Our algorithm has been evaluated on several embedded systems such as XU4, Jetson Nano, and Raspberry. The objective of these implementations is to study the adequacy between the hardware and the software. The results showed that the XU4 card remains the best choice for our application, thanks to its low consumption and cost, as well as the solid, parallel computation. The tools used in this evaluation are based on C/C++, OpenMP, and OpenCL. The C/C++ language has been used to validate the algorithm proposed in the chosen system and OpenMP to exploit the parallelism in the selected card. For OpenCL, we used it to exploit the Graphics Processing Unit (GPU) part of our card for acceleration in order to minimize the processing time. The proposed algorithm has a complexity of O = K × (i × j) Log2 (i × j), where K is the number of data used and i × j is the image size. This study’s data were based on the Souss Massa region’s agriculture in the south of Morocco, which is considered one of the most productive regions of agriculture in Morocco. Our database was collected using UAV type DJI and RGB cameras for the fields of maize and orange, as well as a hand database for parsley and mint.
Our paper is summarized as follows: the first part focuses on the different recent works and an overview of the RGB index used in agriculture. The second part describes our methodology based on the algorithmic study and the agricultural fields that have been used. The third part is based on the proposed implementation and the software–hardware results obtained from the embedded systems used. Then, we have the real results obtained from the selected agricultural fields. Finally, we finish with a conclusion and future work.
2. Background and Related Work
Monitoring in agricultural fields helps a significant part of farmers to construct an idea about the different plants. This monitoring needs a special system able to extract useful information in the agricultural fields. Among the most relevant information in the crop coverage, we find the vegetation indexes. These indexes are based on algebraic equations that use as an argument the special bands of the cameras.
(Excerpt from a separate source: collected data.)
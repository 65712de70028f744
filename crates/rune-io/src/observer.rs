//! Loading notifications for UI refresh hooks.

use tokio::sync::mpsc::UnboundedSender;
use url::Url;

/// Receives loading notifications from a [`RemoteStreamLoader`](crate::RemoteStreamLoader).
pub trait LoadObserver: Send + Sync {
    fn loading_started(&self, _locator: &Url) {}
    fn loading_completed(&self, _locator: &Url, _cancelled: bool) {}
    /// The locator was replaced; anything displayed from the old one is stale.
    fn source_changed(&self, _locator: Option<&Url>) {}
}

#[derive(Debug, Clone, PartialEq, Eq)]
pub enum LoadEvent {
    Started(Url),
    Completed { locator: Url, cancelled: bool },
    SourceChanged(Option<Url>),
}

impl LoadObserver for UnboundedSender<LoadEvent> {
    fn loading_started(&self, locator: &Url) {
        let _ = self.send(LoadEvent::Started(locator.clone()));
    }

    fn loading_completed(&self, locator: &Url, cancelled: bool) {
        let _ = self.send(LoadEvent::Completed {
            locator: locator.clone(),
            cancelled,
        });
    }

    fn source_changed(&self, locator: Option<&Url>) {
        let _ = self.send(LoadEvent::SourceChanged(locator.cloned()));
    }
}
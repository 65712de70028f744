//! Rune configuration system
//!
//! Centralized settings for a Rune application, loaded from `rune.toml`
//! with environment variable overrides. The resulting structs are handed
//! explicitly to the services that need them.

use serde::{Deserialize, Serialize};
use std::path::{Path, PathBuf};
use std::time::Duration;
use thiserror::Error;

/// Errors raised while loading or saving configuration.
#[derive(Error, Debug)]
pub enum ConfigError {
    #[error("failed to read config file {path:?}: {source}")]
    Read {
        path: PathBuf,
        #[source]
        source: std::io::Error,
    },

    #[error("failed to parse config file: {0}")]
    Parse(#[from] toml::de::Error),

    #[error("failed to serialize config: {0}")]
    Serialize(#[from] toml::ser::Error),
}

/// Main configuration structure
#[derive(Debug, Clone, Serialize, Deserialize, Default, PartialEq)]
#[serde(default)]
pub struct RuneConfig {
    /// Image loading settings
    pub images: ImageConfig,
    /// Fonts registered at startup
    pub fonts: FontsConfig,
    /// Main window settings
    pub window: WindowConfig,
}

/// Image source configuration
#[derive(Debug, Clone, Serialize, Deserialize, PartialEq)]
#[serde(default)]
pub struct ImageConfig {
    /// Cache remote images in memory (default: true)
    pub caching_enabled: bool,
    /// How long a cached image stays valid, in seconds (default: one day)
    pub cache_validity_secs: u64,
    /// Per-request timeout for remote images
    pub request_timeout_secs: u64,
    /// User agent sent with remote image requests
    pub user_agent: String,
    /// Upper bound on cached images
    pub max_cache_entries: usize,
}

/// A single font file and the alias views refer to it by
#[derive(Debug, Clone, Serialize, Deserialize, PartialEq, Eq)]
pub struct FontEntry {
    pub file: PathBuf,
    pub alias: Option<String>,
}

/// Font configuration
#[derive(Debug, Clone, Serialize, Deserialize, Default, PartialEq)]
#[serde(default)]
pub struct FontsConfig {
    pub entries: Vec<FontEntry>,
}

/// Main window configuration
#[derive(Debug, Clone, Serialize, Deserialize, PartialEq)]
#[serde(default)]
pub struct WindowConfig {
    pub title: String,
    pub width: u32,
    pub height: u32,
}

impl Default for ImageConfig {
    fn default() -> Self {
        Self {
            caching_enabled: true,
            cache_validity_secs: 24 * 60 * 60,
            request_timeout_secs: 30,
            user_agent: format!("rune/{}", env!("CARGO_PKG_VERSION")),
            max_cache_entries: 256,
        }
    }
}

impl ImageConfig {
    pub fn cache_validity(&self) -> Duration {
        Duration::from_secs(self.cache_validity_secs)
    }

    pub fn request_timeout(&self) -> Duration {
        Duration::from_secs(self.request_timeout_secs)
    }
}

impl Default for WindowConfig {
    fn default() -> Self {
        Self {
            title: "Rune".to_string(),
            width: 1024,
            height: 768,
        }
    }
}

fn parse_flag(val: &str) -> bool {
    val == "1" || val.eq_ignore_ascii_case("true")
}

impl RuneConfig {
    /// Load configuration from a TOML file
    ///
    /// # Arguments
    /// * `path` - Path to the rune.toml configuration file
    pub fn load_from_file<P: AsRef<Path>>(path: P) -> Result<Self, ConfigError> {
        let path = path.as_ref();
        let content = std::fs::read_to_string(path).map_err(|source| ConfigError::Read {
            path: path.to_path_buf(),
            source,
        })?;

        Self::from_toml_str(&content)
    }

    /// Parse configuration from TOML text
    pub fn from_toml_str(content: &str) -> Result<Self, ConfigError> {
        Ok(toml::from_str(content)?)
    }

    /// Serialize the configuration back to TOML
    pub fn to_toml_string(&self) -> Result<String, ConfigError> {
        Ok(toml::to_string_pretty(self)?)
    }

    /// Load configuration from the default location (rune.toml in the current directory)
    /// or return default configuration if file doesn't exist
    pub fn load_or_default() -> Self {
        match Self::load_from_file("rune.toml") {
            Ok(config) => config,
            Err(ConfigError::Read { source, .. })
                if source.kind() == std::io::ErrorKind::NotFound =>
            {
                Self::default()
            }
            Err(error) => {
                tracing::warn!(%error, "ignoring unreadable rune.toml, using defaults");
                Self::default()
            }
        }
    }

    /// Merge configuration with environment variables
    ///
    /// Environment variables take precedence over configuration file values.
    pub fn merge_with_env(&mut self) {
        self.merge_with(|key| std::env::var(key).ok());
    }

    /// Merge overrides from an arbitrary key lookup.
    pub fn merge_with<F>(&mut self, lookup: F)
    where
        F: Fn(&str) -> Option<String>,
    {
        // Image settings
        if let Some(val) = lookup("RUNE_IMAGE_CACHING") {
            self.images.caching_enabled = parse_flag(&val);
        }
        if let Some(secs) = lookup("RUNE_IMAGE_CACHE_VALIDITY_SECS").and_then(|v| v.parse().ok()) {
            self.images.cache_validity_secs = secs;
        }
        if let Some(secs) = lookup("RUNE_HTTP_TIMEOUT_SECS").and_then(|v| v.parse().ok()) {
            self.images.request_timeout_secs = secs;
        }
        if let Some(agent) = lookup("RUNE_USER_AGENT") {
            self.images.user_agent = agent;
        }

        // Window settings
        if let Some(title) = lookup("RUNE_WINDOW_TITLE") {
            self.window.title = title;
        }
    }

    /// Load configuration with environment variable overrides
    ///
    /// 1. Load from rune.toml (or use defaults if not found)
    /// 2. Override with environment variables if present
    pub fn load() -> Self {
        let mut config = Self::load_or_default();
        config.merge_with_env();
        config
    }
}

#[cfg(test)]
mod tests {
    use super::*;
    use std::collections::HashMap;

    #[test]
    fn test_default_config() {
        let config = RuneConfig::default();
        assert!(config.images.caching_enabled);
        assert_eq!(config.images.cache_validity(), Duration::from_secs(86_400));
        assert!(config.fonts.entries.is_empty());
        assert_eq!(config.window.title, "Rune");
    }

    #[test]
    fn test_toml_serialization() {
        let config = RuneConfig::default();
        let toml_str = config.to_toml_string().unwrap();
        let parsed = RuneConfig::from_toml_str(&toml_str).unwrap();
        assert_eq!(parsed, config);
    }

    #[test]
    fn test_partial_file_keeps_defaults() {
        let parsed = RuneConfig::from_toml_str(
            r#"
            [images]
            caching_enabled = false

            [[fonts.entries]]
            file = "OpenSans-Regular.ttf"
            alias = "OpenSansRegular"
            "#,
        )
        .unwrap();

        assert!(!parsed.images.caching_enabled);
        assert_eq!(parsed.images.request_timeout_secs, 30);
        assert_eq!(parsed.fonts.entries.len(), 1);
        assert_eq!(parsed.fonts.entries[0].alias.as_deref(), Some("OpenSansRegular"));
        assert_eq!(parsed.window.width, 1024);
    }

    #[test]
    fn test_load_from_file() {
        let dir = tempfile::tempdir().unwrap();
        let path = dir.path().join("rune.toml");
        std::fs::write(&path, "[window]\ntitle = \"Gallery\"\n").unwrap();

        let config = RuneConfig::load_from_file(&path).unwrap();
        assert_eq!(config.window.title, "Gallery");

        let missing = RuneConfig::load_from_file(dir.path().join("absent.toml"));
        assert!(matches!(missing, Err(ConfigError::Read { .. })));
    }

    #[test]
    fn test_invalid_toml_is_parse_error() {
        let err = RuneConfig::from_toml_str("[images\ncaching_enabled = ").unwrap_err();
        assert!(matches!(err, ConfigError::Parse(_)));
    }

    #[test]
    fn test_merge_overrides() {
        let vars: HashMap<&str, &str> = [
            ("RUNE_IMAGE_CACHING", "false"),
            ("RUNE_IMAGE_CACHE_VALIDITY_SECS", "60"),
            ("RUNE_HTTP_TIMEOUT_SECS", "not-a-number"),
            ("RUNE_WINDOW_TITLE", "Override"),
        ]
        .into_iter()
        .collect();

        let mut config = RuneConfig::default();
        config.merge_with(|key| vars.get(key).map(|v| v.to_string()));

        assert!(!config.images.caching_enabled);
        assert_eq!(config.images.cache_validity_secs, 60);
        assert_eq!(config.images.request_timeout_secs, 30);
        assert_eq!(config.window.title, "Override");
    }

    #[test]
    fn test_merge_with_env() {
        unsafe {
            std::env::set_var("RUNE_USER_AGENT", "rune-test-agent");
        }

        let mut config = RuneConfig::default();
        config.merge_with_env();
        assert_eq!(config.images.user_agent, "rune-test-agent");

        unsafe {
            std::env::remove_var("RUNE_USER_AGENT");
        }
    }
}
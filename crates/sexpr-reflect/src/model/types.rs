//! Kinds and structural type descriptors.
//!
//! A [`Type`] describes the shape of a value independently of its contents:
//! element types for sequences and pointers, key/value types for maps, and
//! an ordered field list for records.

use std::fmt;
use std::sync::Arc;

use rustc_hash::FxHashMap;

/// Runtime shape tag of a value.
#[derive(Debug, Clone, Copy, PartialEq, Eq, Hash)]
pub enum Kind {
    Invalid,
    Bool,
    Int,
    Uint,
    Float,
    Complex,
    String,
    Pointer,
    Array,
    Slice,
    Map,
    Record,
    /// Dynamic value carrying its own type tag (may be nil).
    Interface,
    Chan,
    Func,
}

impl Kind {
    /// Returns the lowercase name of this kind.
    pub fn name(self) -> &'static str {
        match self {
            Kind::Invalid => "invalid",
            Kind::Bool => "bool",
            Kind::Int => "int",
            Kind::Uint => "uint",
            Kind::Float => "float",
            Kind::Complex => "complex",
            Kind::String => "string",
            Kind::Pointer => "pointer",
            Kind::Array => "array",
            Kind::Slice => "slice",
            Kind::Map => "map",
            Kind::Record => "record",
            Kind::Interface => "interface",
            Kind::Chan => "chan",
            Kind::Func => "func",
        }
    }

    /// Returns true for kinds that have a nil state.
    pub fn is_nilable(self) -> bool {
        matches!(
            self,
            Kind::Pointer | Kind::Interface | Kind::Slice | Kind::Map | Kind::Chan | Kind::Func
        )
    }
}

impl fmt::Display for Kind {
    fn fmt(&self, f: &mut fmt::Formatter<'_>) -> fmt::Result {
        f.write_str(self.name())
    }
}

/// Storage width of an integer type. `Size` is the platform word (64 bits).
#[derive(Debug, Clone, Copy, PartialEq, Eq, Hash)]
pub enum IntWidth {
    Size,
    W8,
    W16,
    W32,
    W64,
}

impl IntWidth {
    /// Returns the number of bits.
    pub fn bits(self) -> u32 {
        match self {
            IntWidth::W8 => 8,
            IntWidth::W16 => 16,
            IntWidth::W32 => 32,
            IntWidth::Size | IntWidth::W64 => 64,
        }
    }

    /// Returns the inclusive range representable by a signed integer of this width.
    pub fn signed_range(self) -> (i64, i64) {
        match self.bits() {
            64 => (i64::MIN, i64::MAX),
            bits => (-(1i64 << (bits - 1)), (1i64 << (bits - 1)) - 1),
        }
    }

    /// Returns the largest value representable by an unsigned integer of this width.
    pub fn unsigned_max(self) -> u64 {
        match self.bits() {
            64 => u64::MAX,
            bits => (1u64 << bits) - 1,
        }
    }

    fn suffix(self) -> &'static str {
        match self {
            IntWidth::Size => "",
            IntWidth::W8 => "8",
            IntWidth::W16 => "16",
            IntWidth::W32 => "32",
            IntWidth::W64 => "64",
        }
    }
}

/// Storage width of a floating-point type.
#[derive(Debug, Clone, Copy, PartialEq, Eq, Hash)]
pub enum FloatWidth {
    F32,
    F64,
}

/// Structural type descriptor.
#[derive(Debug, Clone, PartialEq, Eq)]
pub enum Type {
    Bool,
    Int(IntWidth),
    Uint(IntWidth),
    Float(FloatWidth),
    /// Complex number whose parts have the given width.
    Complex(FloatWidth),
    String,
    Pointer(Box<Type>),
    /// Fixed-length sequence.
    Array(Box<Type>, usize),
    /// Growable sequence.
    Slice(Box<Type>),
    /// Key type, value type.
    Map(Box<Type>, Box<Type>),
    Record(Arc<RecordType>),
    /// Named dynamic type; any value is assignable to it.
    Interface(String),
    Chan(Box<Type>),
    /// Function with the given signature text.
    Func(String),
}

impl Type {
    /// Returns the kind of values of this type.
    pub fn kind(&self) -> Kind {
        match self {
            Type::Bool => Kind::Bool,
            Type::Int(_) => Kind::Int,
            Type::Uint(_) => Kind::Uint,
            Type::Float(_) => Kind::Float,
            Type::Complex(_) => Kind::Complex,
            Type::String => Kind::String,
            Type::Pointer(_) => Kind::Pointer,
            Type::Array(..) => Kind::Array,
            Type::Slice(_) => Kind::Slice,
            Type::Map(..) => Kind::Map,
            Type::Record(_) => Kind::Record,
            Type::Interface(_) => Kind::Interface,
            Type::Chan(_) => Kind::Chan,
            Type::Func(_) => Kind::Func,
        }
    }

    pub fn pointer(elem: Type) -> Type {
        Type::Pointer(Box::new(elem))
    }

    pub fn array(elem: Type, len: usize) -> Type {
        Type::Array(Box::new(elem), len)
    }

    pub fn slice(elem: Type) -> Type {
        Type::Slice(Box::new(elem))
    }

    pub fn map(key: Type, value: Type) -> Type {
        Type::Map(Box::new(key), Box::new(value))
    }

    pub fn chan(elem: Type) -> Type {
        Type::Chan(Box::new(elem))
    }

    /// The empty interface, to which every value is assignable.
    pub fn any() -> Type {
        Type::Interface("interface {}".to_string())
    }

    /// Returns the element type of pointers, arrays, slices and channels,
    /// or the value type of maps.
    pub fn elem(&self) -> Option<&Type> {
        match self {
            Type::Pointer(elem)
            | Type::Array(elem, _)
            | Type::Slice(elem)
            | Type::Chan(elem)
            | Type::Map(_, elem) => Some(&**elem),
            _ => None,
        }
    }

    /// Returns the key type of maps.
    pub fn key(&self) -> Option<&Type> {
        match self {
            Type::Map(key, _) => Some(&**key),
            _ => None,
        }
    }

    /// Returns true if a value of type `other` may be stored in a slot of this type.
    pub fn is_assignable_from(&self, other: &Type) -> bool {
        matches!(self, Type::Interface(_)) || self == other
    }
}

impl fmt::Display for Type {
    fn fmt(&self, f: &mut fmt::Formatter<'_>) -> fmt::Result {
        match self {
            Type::Bool => f.write_str("bool"),
            Type::Int(width) => write!(f, "int{}", width.suffix()),
            Type::Uint(width) => write!(f, "uint{}", width.suffix()),
            Type::Float(FloatWidth::F32) => f.write_str("float32"),
            Type::Float(FloatWidth::F64) => f.write_str("float64"),
            Type::Complex(FloatWidth::F32) => f.write_str("complex64"),
            Type::Complex(FloatWidth::F64) => f.write_str("complex128"),
            Type::String => f.write_str("string"),
            Type::Pointer(elem) => write!(f, "*{elem}"),
            Type::Array(elem, len) => write!(f, "[{len}]{elem}"),
            Type::Slice(elem) => write!(f, "[]{elem}"),
            Type::Map(key, value) => write!(f, "map[{key}]{value}"),
            Type::Record(record) => f.write_str(record.name()),
            Type::Interface(name) => f.write_str(name),
            Type::Chan(elem) => write!(f, "chan {elem}"),
            Type::Func(signature) => f.write_str(signature),
        }
    }
}

/// A named record field.
#[derive(Debug, Clone, PartialEq, Eq)]
pub struct Field {
    pub name: String,
    pub ty: Type,
}

/// Record layout: a name and an ordered list of fields.
#[derive(Debug, Clone)]
pub struct RecordType {
    name: String,
    fields: Vec<Field>,
    index: FxHashMap<String, usize>,
}

impl RecordType {
    /// Creates a record type. If two fields share a name, lookups by name
    /// resolve to the first one and the record cannot be encoded.
    pub fn new<N: Into<String>>(
        name: impl Into<String>,
        fields: impl IntoIterator<Item = (N, Type)>,
    ) -> Self {
        let fields: Vec<Field> = fields
            .into_iter()
            .map(|(name, ty)| Field { name: name.into(), ty })
            .collect();
        let mut index = FxHashMap::default();
        for (i, field) in fields.iter().enumerate() {
            index.entry(field.name.clone()).or_insert(i);
        }
        Self {
            name: name.into(),
            fields,
            index,
        }
    }

    pub fn name(&self) -> &str {
        &self.name
    }

    /// Returns the fields in declaration order.
    pub fn fields(&self) -> &[Field] {
        &self.fields
    }

    pub fn field_count(&self) -> usize {
        self.fields.len()
    }

    /// Returns the name of the field at index `i`.
    pub fn field_name(&self, i: usize) -> Option<&str> {
        self.fields.get(i).map(|f| f.name.as_str())
    }

    /// Returns the declaration index of the named field.
    pub fn field_index(&self, name: &str) -> Option<usize> {
        self.index.get(name).copied()
    }
}

impl PartialEq for RecordType {
    fn eq(&self, other: &Self) -> bool {
        self.name == other.name && self.fields == other.fields
    }
}

impl Eq for RecordType {}
#[cfg(test)]
mod tests {
    use std::sync::Arc;

    use super::*;
    use crate::model::{IntWidth, RecordType};

    fn int() -> Type {
        Type::Int(IntWidth::Size)
    }

    fn person_type() -> Arc<RecordType> {
        Arc::new(RecordType::new("Person", [("name", Type::String), ("age", int())]))
    }

    #[test]
    fn test_decode_record() {
        let mut person = Value::zero(&Type::Record(person_type()));
        decode_value(r#"((name "a") (age 3))"#, &mut person).unwrap();
        assert_eq!(person.field_by_name("name").unwrap(), &Value::from("a"));
        assert_eq!(person.field_by_name("age").unwrap(), &Value::from(3isize));

        // Fields may come in any order and may be omitted.
        decode_value("((age 4))", &mut person).unwrap();
        assert_eq!(person.field(1).unwrap(), &Value::from(4isize));
        assert_eq!(person.field(0).unwrap(), &Value::from("a"));
    }

    #[test]
    fn test_decode_empty_list_into_slice() {
        let mut seq = Value::zero(&Type::slice(int()));
        decode_value("()", &mut seq).unwrap();
        assert!(!seq.is_nil().unwrap());
        assert_eq!(seq.len().unwrap(), 0);
    }

    #[test]
    fn test_decode_slice_replaces_contents() {
        let mut seq = Value::slice(int(), vec![Value::from(9isize)]).unwrap();
        decode_value("(1 -2 3)", &mut seq).unwrap();
        let expected = Value::slice(
            int(),
            vec![Value::from(1isize), Value::from(-2isize), Value::from(3isize)],
        )
        .unwrap();
        assert_eq!(seq, expected);
    }

    #[test]
    fn test_decode_nil_into_pointer() {
        let mut ptr = Value::pointer_to(Value::from(1isize)).unwrap();
        decode_value("nil", &mut ptr).unwrap();
        assert!(ptr.is_nil().unwrap());

        // Reading a value through a nil pointer allocates the pointee.
        decode_value("42", &mut ptr).unwrap();
        assert_eq!(ptr.elem().unwrap(), &Value::from(42isize));
    }

    #[test]
    fn test_decode_nil_gives_zero() {
        let mut v = Value::from(7u8);
        decode_value("nil", &mut v).unwrap();
        assert_eq!(v, Value::from(0u8));

        let mut person = Value::record(person_type(), vec![Value::from("x"), Value::from(1isize)]).unwrap();
        decode_value(" nil ", &mut person).unwrap();
        assert_eq!(person, Value::zero(&Type::Record(person_type())));
    }

    #[test]
    fn test_decode_map() {
        let ty = Type::map(Type::String, int());
        let mut map = Value::map(Type::String, int(), vec![(Value::from("old"), Value::from(0isize))]).unwrap();
        decode_value(r#"(("a" 1) ("b" 2))"#, &mut map).unwrap();
        let expected = Value::map(
            Type::String,
            int(),
            vec![(Value::from("b"), Value::from(2isize)), (Value::from("a"), Value::from(1isize))],
        )
        .unwrap();
        assert_eq!(map, expected);

        let mut nil = Value::zero(&ty);
        decode_value("()", &mut nil).unwrap();
        assert!(!nil.is_nil().unwrap());
    }

    #[test]
    fn test_decode_map_duplicate_keys_keep_last() {
        let mut map = Value::zero(&Type::map(Type::String, int()));
        decode_value(r#"(("a" 1) ("b" 2) ("a" 3))"#, &mut map).unwrap();
        assert_eq!(map.len().unwrap(), 2);
        assert_eq!(map.map_lookup(&Value::from("a")).unwrap(), Some(&Value::from(3isize)));

        // Record keys that differ only in field order are the same key.
        let key_ty = Type::Record(person_type());
        let mut map = Value::zero(&Type::map(key_ty, int()));
        decode_value(
            r#"((((name "x") (age 1)) 1) (((age 1) (name "x")) 2))"#,
            &mut map,
        )
        .unwrap();
        assert_eq!(map.len().unwrap(), 1);
        assert_eq!(map.map_entries().unwrap()[0].1, Value::from(2isize));
    }

    #[test]
    fn test_decode_large_map_is_linear() {
        let n = 100_000;
        let mut input = String::from("(");
        for i in 0..n {
            input.push_str(&format!("({i} {i}) "));
        }
        input.push(')');

        let ty = Type::map(Type::Int(IntWidth::W64), Type::Int(IntWidth::W64));
        let mut map = Value::zero(&ty);
        let start = std::time::Instant::now();
        decode_value(&input, &mut map).unwrap();
        let elapsed = start.elapsed();
        assert_eq!(map.len().unwrap(), n);
        assert_eq!(
            map.map_lookup(&Value::from(77_777i64)).unwrap(),
            Some(&Value::from(77_777i64))
        );
        assert!(elapsed.as_secs() < 10, "decoding {n} entries took {elapsed:?}");
    }

    #[test]
    fn test_decode_array_bounds() {
        let mut array = Value::zero(&Type::array(int(), 2));
        decode_value("(3 4)", &mut array).unwrap();
        assert_eq!(array.index(1).unwrap(), &Value::from(4isize));

        assert_eq!(
            decode_value("(3 4 5)", &mut array),
            Err(DecodeError::ArrayOverflow { offset: 5, len: 2 })
        );
        assert_eq!(array.len().unwrap(), 2);
    }

    #[test]
    fn test_decode_unterminated() {
        let mut seq = Value::zero(&Type::slice(int()));
        assert_eq!(
            decode_value("(1 2", &mut seq),
            Err(DecodeError::UnterminatedList { offset: 4 })
        );
        assert_eq!(
            decode_value("(", &mut seq),
            Err(DecodeError::UnterminatedList { offset: 1 })
        );
    }

    #[test]
    fn test_decode_syntax_errors() {
        let mut v = Value::from(0i64);
        assert!(matches!(
            decode_value("", &mut v),
            Err(DecodeError::UnexpectedToken { offset: 0, .. })
        ));
        assert!(matches!(
            decode_value(")", &mut v),
            Err(DecodeError::UnexpectedToken { expected: "a value", .. })
        ));
        assert!(matches!(
            decode_value("foo", &mut v),
            Err(DecodeError::UnexpectedToken { .. })
        ));
        assert_eq!(decode_value("1 2", &mut v), Err(DecodeError::TrailingInput { offset: 2 }));
    }

    #[test]
    fn test_decode_shape_errors() {
        let mut s = Value::from("x");
        assert_eq!(
            decode_value("(1)", &mut s),
            Err(DecodeError::ShapeMismatch {
                offset: 0,
                found: "list",
                ty: "string".to_string()
            })
        );
        assert!(matches!(
            decode_value("12", &mut s),
            Err(DecodeError::ShapeMismatch { found: "integer", .. })
        ));

        let mut n = Value::from(0i64);
        assert!(matches!(
            decode_value("\"12\"", &mut n),
            Err(DecodeError::ShapeMismatch { found: "string", .. })
        ));

        let mut person = Value::zero(&Type::Record(person_type()));
        assert_eq!(
            decode_value("((email \"x\"))", &mut person),
            Err(DecodeError::FieldNotFound {
                offset: 2,
                record: "Person".to_string(),
                field: "email".to_string()
            })
        );
        assert!(matches!(
            decode_value("((1 2))", &mut person),
            Err(DecodeError::UnexpectedToken { expected: "a field name", .. })
        ));
    }

    #[test]
    fn test_decode_integer_range() {
        let mut u = Value::from(0u8);
        decode_value("255", &mut u).unwrap();
        assert!(matches!(
            decode_value("256", &mut u),
            Err(DecodeError::InvalidInteger { .. })
        ));
        assert!(matches!(
            decode_value("-1", &mut u),
            Err(DecodeError::InvalidInteger { .. })
        ));
        let mut i = Value::from(0i64);
        assert!(matches!(
            decode_value("99999999999999999999", &mut i),
            Err(DecodeError::InvalidInteger { .. })
        ));
        decode_value("-9223372036854775808", &mut i).unwrap();
        assert_eq!(i, Value::from(i64::MIN));
    }

    #[test]
    fn test_decode_limits() {
        let mut nested = Value::zero(&Type::slice(Type::slice(Type::slice(int()))));
        let options = DecodeOptions {
            max_depth: 2,
            ..DecodeOptions::default()
        };
        assert_eq!(
            decode_value_with_options("(((1)))", &mut nested, options),
            Err(DecodeError::DepthExceeded { offset: 2, max: 2 })
        );
        decode_value("(((1)))", &mut nested).unwrap();

        let options = DecodeOptions {
            max_input_len: 3,
            ..DecodeOptions::default()
        };
        assert_eq!(
            decode_value_with_options("(1 2)", &mut nested, options),
            Err(DecodeError::InputTooLarge { len: 5, max: 3 })
        );
    }

    #[test]
    fn test_decode_pointee_requires_non_nil_pointer() {
        let mut ptr = Value::pointer_to(Value::from(0i64)).unwrap();
        decode_pointee("17", &mut ptr).unwrap();
        assert_eq!(ptr.elem().unwrap(), &Value::from(17i64));

        let mut nil = Value::nil_pointer(int());
        let err = decode_pointee("17", &mut nil).unwrap_err();
        assert!(err.is_contract_violation());

        let mut plain = Value::from(0i64);
        assert_eq!(
            decode_pointee("17", &mut plain),
            Err(DecodeError::NotSettable { ty: "int64".to_string() })
        );
    }
}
Usually, the bands used vary between the different indices that will be used later. Vegetation in plants is based on an absorption and reflection process of the red, green, blue, shortwave, and near-infrared bands. Each reflection or absorption of these bands indicates different indices. For example, to calculate the vegetation and water index, it is necessary to use the R, G, B, and Near InfraRed (NIR) bands. On the other hand, the humidity index is based on the Short Wave Near-InfraRed (SWIR) and R waves. Data collection is done using several tools; the choice depends on the specific application. We can also find indices based on the R, G, and B bands only; these indices have proved a reliable precision in monitoring agricultural fields.
Table 1 shows the different indexes based on the three RGB bands.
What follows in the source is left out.